# ufc gloves



## chris_&#3617;&#3623;&#3618;&#3652;&#3607;&#3618; (Nov 10, 2006)

hi , dunno if this is the right fowum to post this in but oh well lol

i got some ufc grappling gloves today (well they were made from by everlast bet they were the "ufc design" , exactle the same as the ufc ones) , and i was surprised at how big the medium size gloves were!   anyway there great!

and also i always thought why give the fighters padded gloves! , whats the point in padded gloves when the fighters oponent and going to get hurt anyway by kicks , knees etc , but when i put them i was highly surprised at how solid the padding is! , i suppose the gloves are just for suport on the hand , i always thought they were to go a bit easy on the other fighter lol. And boy do they support the hand well! , i punched a pole at my local park that sticks out of the ground , then i punched it harder and was finding that i couldnt even feel it , so i stupidly punched it as hard as i could and it yes it hurt but compared to punching it with no gloves it was nothing (i still wont be doing it again though )


i would advise all of the ufc fans on the board to purchase some , even if just for show as they are great gloves , and are good for beating up your freinds with:erg:  


chris


----------



## crushing (Nov 10, 2006)

I think the gloves are to help protect the hand, not the target.  Fight quality would probably drop dramatically when the opponents have broken hands.


----------



## terryl965 (Nov 10, 2006)

Thanks for the critigue of the gloves, I have allways like the century brand myself


----------



## Andrew Green (Nov 10, 2006)

Gloves do a couple of things.

They protect the hand, not the head.  With gloves and and tape you can hit a lot harder, a lot more with less risk of breaking the hand, this was a problem in the no gloves days, and there was a period in there where they where optional, the heavier hitters where usually the ones wearing them.

They reduce surface damage.  Less cuts and bruises, both of which are bad for the sports image and getting sanctioning.

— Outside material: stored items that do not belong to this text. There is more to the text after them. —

//! Telegram Bot API client.
//!
//! Just the calls a notifier needs: `getMe` to verify the token and
//! `sendMessage` to deliver text.

use std::time::Duration;

use reqwest::Client;
use tracing::{debug, instrument, warn};

use crate::types::{BotInfo, Message, SendMessageRequest, TelegramResponse};

const DEFAULT_BASE_URL: &str = "https://api.telegram.org";

/// Telegram Bot API client.
#[derive(Debug, Clone)]
pub struct TelegramClient {
    token: String,
    client: Client,
    base_url: String,
}

impl TelegramClient {
    /// Create a new Telegram client.
    ///
    /// # Errors
    /// Returns an error if the HTTP client fails to build.
    pub fn new(token: impl Into<String>) -> Result<Self, TelegramError> {
        let client = Client::builder()
            .timeout(Duration::from_secs(30))
            .build()
            .map_err(TelegramError::Http)?;

        Ok(Self {
            token: token.into(),
            client,
            base_url: DEFAULT_BASE_URL.into(),
        })
    }

    /// Set a custom base URL (for testing).
    #[must_use]
    pub fn with_base_url(mut self, url: impl Into<String>) -> Self {
        self.base_url = url.into();
        self
    }

    /// Build the API URL for a method.
    fn api_url(&self, method: &str) -> String {
        format!("{}/bot{}/{}", self.base_url, self.token, method)
    }

    /// Get bot information.
    #[instrument(skip(self))]
    pub async fn get_me(&self) -> Result<BotInfo, TelegramError> {
        let response: TelegramResponse<BotInfo> = self
            .client
            .get(self.api_url("getMe"))
            .send()
            .await?
            .json()
            .await?;

        into_result(response)
    }

    /// Send a text message.
    ///
    /// When a parse mode is set and Telegram rejects the markup, the message
    /// is sent once more as plain text.
    #[instrument(skip_all)]
    pub async fn send_message(
        &self,
        chat_id: &str,
        text: impl Into<String>,
        options: SendMessageOptions,
    ) -> Result<Message, TelegramError> {
        let request = SendMessageRequest {
            chat_id: normalize_chat_id(chat_id)?,
            text: text.into(),
            parse_mode: options.parse_mode,
        };

        let response = self.post_message(&request).await?;
        if response.ok {
            return into_result(response);
        }

        let desc = response.description.as_deref().unwrap_or("");
        if is_parse_error(desc) && request.parse_mode.is_some() {
            warn!("Parse mode error, retrying without formatting");
            let retry_request = SendMessageRequest {
                parse_mode: None,
                ..request
            };
            return into_result(self.post_message(&retry_request).await?);
        }

        into_result(response)
    }

    async fn post_message(
        &self,
        request: &SendMessageRequest,
    ) -> Result<TelegramResponse<Message>, TelegramError> {
        debug!(chat_id = %request.chat_id, len = request.text.len(), "sendMessage");
        Ok(self
            .client
            .post(self.api_url("sendMessage"))
            .json(request)
            .send()
            .await?
            .json()
            .await?)
    }
}

/// Convert the Bot API envelope into a result.
fn into_result<T>(response: TelegramResponse<T>) -> Result<T, TelegramError> {
    if response.ok {
        response.result.ok_or_else(|| TelegramError::Api {
            code: 0,
            description: "Empty result".into(),
        })
    } else {
        Err(TelegramError::Api {
            code: response.error_code.unwrap_or(0),
            description: response.description.unwrap_or_default(),
        })
    }
}

/// Options for sending messages.
#[derive(Debug, Default)]
pub struct SendMessageOptions {
    pub parse_mode: Option<String>,
}

impl SendMessageOptions {
    /// Use HTML parse mode.
    #[must_use]
    pub fn html(mut self) -> Self {
        self.parse_mode = Some("HTML".into());
        self
    }
}

/// Telegram API errors.
#[derive(Debug, thiserror::Error)]
pub enum TelegramError {
    #[error("HTTP error: {0}")]
    Http(#[from] reqwest::Error),

    #[error("Telegram API error ({code}): {description}")]
    Api { code: i32, description: String },

    #[error("Invalid chat ID: {0}")]
    InvalidChatId(String),
}

impl TelegramError {
    /// Check if this error is retryable.
    #[must_use]
    pub fn is_retryable(&self) -> bool {
        match self {
            Self::Http(e) => e.is_timeout() || e.is_connect(),
            // 429 = rate limited, 500+ = server errors
            Self::Api { code, .. } => *code == 429 || *code >= 500,
            Self::InvalidChatId(_) => false,
        }
    }
}

/// Normalize chat ID, handling various formats.
pub(crate) fn normalize_chat_id(id: &str) -> Result<String, TelegramError> {
    let trimmed = id.trim();
    if trimmed.is_empty() {
        return Err(TelegramError::InvalidChatId("Empty chat ID".into()));
    }

    let normalized = trimmed
        .strip_prefix("telegram:")
        .or_else(|| trimmed.strip_prefix("tg:"))
        .unwrap_or(trimmed);
    let normalized = normalized.strip_prefix("group:").unwrap_or(normalized);

    if let Some(username) = normalized
        .strip_prefix("https://t.me/")
        .or_else(|| normalized.strip_prefix("http://t.me/"))
        .or_else(|| normalized.strip_prefix("t.me/"))
    {
        if username.starts_with('+') {
            return Err(TelegramError::InvalidChatId(
                "Cannot use invite links as chat ID".into(),
            ));
        }
        return Ok(format!("@{username}"));
    }

    if normalized.starts_with('@') {
        return Ok(normalized.to_string());
    }

    // Group IDs are negative, e.g. "-100123456"
    let digits = normalized.strip_prefix('-').unwrap_or(normalized);
    if !digits.is_empty() && digits.chars().all(|c| c.is_ascii_digit()) {
        return Ok(normalized.to_string());
    }

    if normalized.len() >= 5 && normalized.chars().all(|c| c.is_alphanumeric() || c == '_') {
        return Ok(format!("@{normalized}"));
    }

    Err(TelegramError::InvalidChatId(format!(
        "Cannot parse chat ID: {trimmed}"
    )))
}

/// Check if an error message indicates a parse mode error.
fn is_parse_error(description: &str) -> bool {
    let lower = description.to_lowercase();
    lower.contains("can't parse entities")
        || lower.contains("parse entities")
        || lower.contains("find end of the entity")
}
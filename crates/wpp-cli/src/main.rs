//! wp-please operator CLI entrypoint.
//!
//! - `wpp login` - Log in (or create) the admin account
//! - `wpp notify` - Send one chat notification
//! - `wpp poll` - Apply remote chat commands until Ctrl-C
//! - `wpp settings` - Pull or push the settings document

#![forbid(unsafe_code)]

mod poll;

use std::path::PathBuf;
use std::time::Duration;

use anyhow::{Context, Result, bail};
use clap::{Args, Parser, Subcommand};
use tokio_util::sync::CancellationToken;
use tracing::info;
use wpp_cloud::{CloudClient, CloudConfig, DEFAULT_ADMIN_EMAIL};
use wpp_core::{AuthProvider, Identity, Notifier, SettingsStore};
use wpp_ratelimit::{
    DEFAULT_CALLS_PER_HOUR, DEFAULT_CALLS_PER_MINUTE, QuotaConfig, SharedAdmissionLimiter,
};
use wpp_telegram::{GuardedNotifier, TelegramConfig, TelegramNotifier};
use wpp_telemetry::{TelemetryConfig, init_telemetry};

use poll::CommandPoller;

/// wp-please operator CLI.
#[derive(Parser)]
#[command(name = "wpp")]
#[command(author, version, about, long_about = None)]
struct Cli {
    /// Emit JSON logs.
    #[arg(long, env = "WPP_LOG_JSON", global = true)]
    log_json: bool,

    #[command(flatten)]
    quota: QuotaArgs,

    #[command(flatten)]
    telegram: TelegramArgs,

    #[command(flatten)]
    cloud: CloudArgs,

    #[command(subcommand)]
    command: Commands,
}

#[derive(Args)]
struct QuotaArgs {
    /// Notifications allowed per sliding minute.
    #[arg(long, env = "WPP_RATE_PER_MINUTE", default_value_t = DEFAULT_CALLS_PER_MINUTE, global = true)]
    rate_per_minute: u32,

    /// Notifications allowed per sliding hour.
    #[arg(long, env = "WPP_RATE_PER_HOUR", default_value_t = DEFAULT_CALLS_PER_HOUR, global = true)]
    rate_per_hour: u32,
}

#[derive(Args)]
struct TelegramArgs {
    /// Telegram bot token.
    #[arg(long, env = "WPP_TELEGRAM_BOT_TOKEN", hide_env_values = true, global = true)]
    telegram_bot_token: Option<String>,

    /// Target chat id or @channel.
    #[arg(long, env = "WPP_TELEGRAM_CHAT_ID", global = true)]
    telegram_chat_id: Option<String>,
}

#[derive(Args)]
struct CloudArgs {
    /// Hosted backend project URL.
    #[arg(long, env = "WPP_SUPABASE_URL", global = true)]
    supabase_url: Option<String>,

    /// Public API key of the backend project.
    #[arg(long, env = "WPP_SUPABASE_ANON_KEY", hide_env_values = true, global = true)]
    supabase_anon_key: Option<String>,

    /// Admin account e-mail.
    #[arg(long, default_value = DEFAULT_ADMIN_EMAIL, global = true)]
    admin_email: String,

    /// Admin account password.
    #[arg(long, env = "WPP_ADMIN_PASSWORD", hide_env_values = true, global = true)]
    admin_password: Option<String>,
}

#[derive(Subcommand)]
enum Commands {
    /// Log in with the admin password.
    ///
    /// The account is created on first use.
    Login,

    /// Send one notification.
    ///
    /// Text may use Telegram HTML markup. The rate limit lives in this
    /// process only, so a single notify is never throttled; `poll` is where
    /// the quota applies across messages.
    Notify {
        /// Message text.
        text: String,
    },

    /// Apply remote pause/resume/status commands until Ctrl-C.
    Poll {
        /// Seconds between queue checks.
        #[arg(long, default_value_t = 10)]
        interval_secs: u64,
    },

    /// Sync the settings document.
    Settings {
        #[command(subcommand)]
        action: SettingsAction,
    },
}

#[derive(Subcommand)]
enum SettingsAction {
    /// Download the stored settings into a JSON file.
    Pull { file: PathBuf },

    /// Upload a JSON file as the stored settings.
    Push { file: PathBuf },
}

impl QuotaArgs {
    const fn config(&self) -> QuotaConfig {
        QuotaConfig::new(self.rate_per_minute, self.rate_per_hour)
    }
}

impl TelegramArgs {
    fn config(&self) -> TelegramConfig {
        TelegramConfig {
            token: self.telegram_bot_token.clone(),
            chat_id: self.telegram_chat_id.clone(),
            base_url: None,
        }
    }
}

impl CloudArgs {
    fn config(&self) -> Result<CloudConfig> {
        let url = self
            .supabase_url
            .as_deref()
            .context("WPP_SUPABASE_URL is not set")?;
        let anon_key = self
            .supabase_anon_key
            .as_deref()
            .context("WPP_SUPABASE_ANON_KEY is not set")?;

        Ok(CloudConfig {
            admin_email: self.admin_email.clone(),
            ..CloudConfig::new(url, anon_key)
        })
    }
}

#[tokio::main]
async fn main() -> Result<()> {
    let cli = Cli::parse();

    // Logs go to stderr so stdout stays clean for settings output.
    init_telemetry(TelemetryConfig::new("wpp").with_json_logs(cli.log_json))?;

    // One limiter for every notification sent by this process; it only
    // throttles within a run, so it matters for `poll`.
    let limiter = SharedAdmissionLimiter::from_config(&cli.quota.config())?;
    let notifier = GuardedNotifier::new(TelegramNotifier::from_config(&cli.telegram.config())?, limiter);

    match cli.command {
        Commands::Login => {
            let (_, user) = login(&cli.cloud).await?;
            println!("Logged in as {}", user.email.as_deref().unwrap_or(user.id.as_str()));
            Ok(())
        }
        Commands::Notify { text } => {
            if !notifier.is_ready() {
                bail!("Telegram is not configured (WPP_TELEGRAM_BOT_TOKEN / WPP_TELEGRAM_CHAT_ID)");
            }
            if !notifier.send(&text).await {
                bail!("notification was not delivered");
            }
            Ok(())
        }
        Commands::Poll { interval_secs } => {
            let (client, user) = login(&cli.cloud).await?;
            let cancel = CancellationToken::new();

            let shutdown = cancel.clone();
            tokio::spawn(async move {
                if tokio::signal::ctrl_c().await.is_ok() {
                    info!("Shutdown requested");
                    shutdown.cancel();
                }
            });

            let mut poller = CommandPoller::new(client.clone(), notifier);
            poller
                .run(&user.id, Duration::from_secs(interval_secs), cancel)
                .await;
            info!(paused = poller.state().paused, "Poller finished");

            client.end_session().await;
            Ok(())
        }
        Commands::Settings { action } => {
            let (client, user) = login(&cli.cloud).await?;
            let result = sync_settings(&client, &user, action).await;
            client.end_session().await;
            result
        }
    }
}

async fn login(args: &CloudArgs) -> Result<(CloudClient, Identity)> {
    let client = CloudClient::new(args.config()?)?;
    let password = args
        .admin_password
        .as_deref()
        .context("WPP_ADMIN_PASSWORD is not set")?;

    let outcome = client.authenticate(password).await;
    if !outcome.ok {
        bail!(
            "login failed: {}",
            outcome.error_message.unwrap_or_else(|| "unknown error".into())
        );
    }

    let user = client
        .current_user()
        .await
        .context("account created but has no session yet (e-mail confirmation pending?)")?;
    Ok((client, user))
}

async fn sync_settings(client: &CloudClient, user: &Identity, action: SettingsAction) -> Result<()> {
    match action {
        SettingsAction::Pull { file } => {
            let Some(settings) = client.load(&user.id).await else {
                bail!("no settings stored for this account");
            };
            let text = serde_json::to_string_pretty(&settings)?;
            std::fs::write(&file, text)
                .with_context(|| format!("failed to write {}", file.display()))?;
            println!("Settings written to {}", file.display());
        }
        SettingsAction::Push { file } => {
            let text = std::fs::read_to_string(&file)
                .with_context(|| format!("failed to read {}", file.display()))?;
            let settings: serde_json::Value = serde_json::from_str(&text)
                .with_context(|| format!("{} is not valid JSON", file.display()))?;
            if !client.save(&user.id, &settings).await {
                bail!("settings upload failed");
            }
            println!("Settings uploaded from {}", file.display());
        }
    }
    Ok(())
}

They make it more TV friendly, related to the above, but also because as you said, you had the impression it was to make the punches less dangerous.  Same for most people, gloves gets MMA called "Human cock-fighting" a little less 

If you want a more padded style for training the Shooto style gloves have a little "protection" for the other guy as well: http://www.combatsports.com/detail.aspx?ID=22511


----------



## Tez3 (Nov 10, 2006)

There are a number of brands around, some better than others. We use the Fairtex ones which are very good and I'd personally recommend. You are allowed to wrap your hands when fighting too.


----------



## Shogun (Nov 10, 2006)

If you wrap your hands, the gloves will fit tight how they are supposed to. they may be a little loose if you don't.


----------



## Shogun (Nov 10, 2006)

Oh, also once you wrap your hands, you won't feel as much impact in your punching. it will feel as if you can hit MUCH harder, becuase the flex in your wrist will be partly eliminated


----------



## chris_&#3617;&#3623;&#3618;&#3652;&#3607;&#3618; (Nov 11, 2006)

Shogun said:


> Oh, also once you wrap your hands, you won't feel as much impact in your punching. it will feel as if you can hit MUCH harder, becuase the flex in your wrist will be partly eliminated


 
thanks for the advice


----------



## Tez3 (Nov 11, 2006)

For a fight though we limit what you allowed to wrap with, no crepe bandage type and wrapping only up to the knuckles, the ref will check. You also have to be careful of gloves that have gaps at the side or have gaps round the thumbs as this can be caught while fighting. Some gloves also can restrict movement of the fingers and thumbs is bought too big.


----------